**TASK BRIEF:** When you reach the line with "pub struct MetropolisSeries" in the data below, begin printing lines exactly, and stop once the line with "pub fn step(&mut" has been printed.

Saved entries
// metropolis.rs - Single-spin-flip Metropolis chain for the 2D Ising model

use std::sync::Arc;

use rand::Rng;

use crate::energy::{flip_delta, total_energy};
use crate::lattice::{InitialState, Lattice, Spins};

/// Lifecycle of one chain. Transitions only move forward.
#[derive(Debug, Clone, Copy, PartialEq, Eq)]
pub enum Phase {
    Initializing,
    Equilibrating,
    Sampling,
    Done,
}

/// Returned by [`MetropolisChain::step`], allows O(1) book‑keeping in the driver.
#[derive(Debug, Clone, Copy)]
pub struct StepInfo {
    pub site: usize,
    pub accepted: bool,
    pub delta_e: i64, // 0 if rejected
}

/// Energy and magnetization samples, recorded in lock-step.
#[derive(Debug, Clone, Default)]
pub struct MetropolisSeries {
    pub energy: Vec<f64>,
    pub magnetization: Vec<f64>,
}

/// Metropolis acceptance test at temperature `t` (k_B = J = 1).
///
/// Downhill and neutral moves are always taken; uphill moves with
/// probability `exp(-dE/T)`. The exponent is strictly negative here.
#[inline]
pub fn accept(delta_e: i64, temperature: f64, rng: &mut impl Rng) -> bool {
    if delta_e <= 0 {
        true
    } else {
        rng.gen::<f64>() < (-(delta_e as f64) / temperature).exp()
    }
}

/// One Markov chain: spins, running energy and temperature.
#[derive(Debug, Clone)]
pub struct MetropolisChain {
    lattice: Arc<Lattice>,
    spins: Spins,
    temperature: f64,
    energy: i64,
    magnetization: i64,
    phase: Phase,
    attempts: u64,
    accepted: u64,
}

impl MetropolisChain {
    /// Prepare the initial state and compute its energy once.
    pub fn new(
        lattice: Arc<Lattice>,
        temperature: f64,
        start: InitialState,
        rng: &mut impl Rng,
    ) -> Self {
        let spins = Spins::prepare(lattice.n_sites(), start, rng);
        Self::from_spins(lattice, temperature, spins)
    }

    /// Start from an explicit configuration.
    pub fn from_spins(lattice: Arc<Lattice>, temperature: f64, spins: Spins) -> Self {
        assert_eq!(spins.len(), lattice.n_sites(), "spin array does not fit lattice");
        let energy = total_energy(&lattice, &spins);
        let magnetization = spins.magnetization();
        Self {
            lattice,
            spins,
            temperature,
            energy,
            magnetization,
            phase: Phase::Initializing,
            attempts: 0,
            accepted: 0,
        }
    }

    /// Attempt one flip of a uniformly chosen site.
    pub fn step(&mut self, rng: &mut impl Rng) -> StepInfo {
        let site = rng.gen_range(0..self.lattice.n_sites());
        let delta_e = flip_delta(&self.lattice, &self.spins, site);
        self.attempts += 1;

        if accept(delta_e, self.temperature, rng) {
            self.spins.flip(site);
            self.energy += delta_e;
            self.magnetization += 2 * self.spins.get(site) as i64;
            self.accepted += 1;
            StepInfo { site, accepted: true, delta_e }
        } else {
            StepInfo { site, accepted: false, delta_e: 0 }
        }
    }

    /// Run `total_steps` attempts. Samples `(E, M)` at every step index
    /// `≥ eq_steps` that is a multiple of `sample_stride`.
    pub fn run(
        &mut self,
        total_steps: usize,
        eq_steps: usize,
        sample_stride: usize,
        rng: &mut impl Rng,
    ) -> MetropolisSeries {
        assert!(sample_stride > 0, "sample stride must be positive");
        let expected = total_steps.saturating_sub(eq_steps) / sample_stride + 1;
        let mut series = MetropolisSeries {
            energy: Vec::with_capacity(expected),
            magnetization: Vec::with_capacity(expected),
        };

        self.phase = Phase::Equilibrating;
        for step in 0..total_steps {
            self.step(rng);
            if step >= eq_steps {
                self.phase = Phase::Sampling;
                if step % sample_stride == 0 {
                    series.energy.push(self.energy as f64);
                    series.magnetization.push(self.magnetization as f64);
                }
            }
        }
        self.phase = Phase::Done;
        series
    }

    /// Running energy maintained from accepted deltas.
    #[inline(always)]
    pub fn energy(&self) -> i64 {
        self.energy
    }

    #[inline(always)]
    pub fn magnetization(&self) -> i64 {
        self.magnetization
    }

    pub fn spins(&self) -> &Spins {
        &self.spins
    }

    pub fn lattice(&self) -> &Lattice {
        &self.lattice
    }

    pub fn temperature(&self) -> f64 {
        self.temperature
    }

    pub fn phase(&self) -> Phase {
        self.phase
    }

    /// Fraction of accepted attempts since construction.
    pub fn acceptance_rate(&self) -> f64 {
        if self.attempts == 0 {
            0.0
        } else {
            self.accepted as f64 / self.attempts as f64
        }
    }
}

**EXPECTED ANSWER:**
pub struct MetropolisSeries {
    pub energy: Vec<f64>,
    pub magnetization: Vec<f64>,
}

/// Metropolis acceptance test at temperature `t` (k_B = J = 1).
///
/// Downhill and neutral moves are always taken; uphill moves with
/// probability `exp(-dE/T)`. The exponent is strictly negative here.
#[inline]
pub fn accept(delta_e: i64, temperature: f64, rng: &mut impl Rng) -> bool {
    if delta_e <= 0 {
        true
    } else {
        rng.gen::<f64>() < (-(delta_e as f64) / temperature).exp()
    }
}

/// One Markov chain: spins, running energy and temperature.
#[derive(Debug, Clone)]
pub struct MetropolisChain {
    lattice: Arc<Lattice>,
    spins: Spins,
    temperature: f64,
    energy: i64,
    magnetization: i64,
    phase: Phase,
    attempts: u64,
    accepted: u64,
}

impl MetropolisChain {
    /// Prepare the initial state and compute its energy once.
    pub fn new(
        lattice: Arc<Lattice>,
        temperature: f64,
        start: InitialState,
        rng: &mut impl Rng,
    ) -> Self {
        let spins = Spins::prepare(lattice.n_sites(), start, rng);
        Self::from_spins(lattice, temperature, spins)
    }

    /// Start from an explicit configuration.
    pub fn from_spins(lattice: Arc<Lattice>, temperature: f64, spins: Spins) -> Self {
        assert_eq!(spins.len(), lattice.n_sites(), "spin array does not fit lattice");
        let energy = total_energy(&lattice, &spins);
        let magnetization = spins.magnetization();
        Self {
            lattice,
            spins,
            temperature,
            energy,
            magnetization,
            phase: Phase::Initializing,
            attempts: 0,
            accepted: 0,
        }
    }

    /// Attempt one flip of a uniformly chosen site.
    pub fn step(&mut self, rng: &mut impl Rng) -> StepInfo {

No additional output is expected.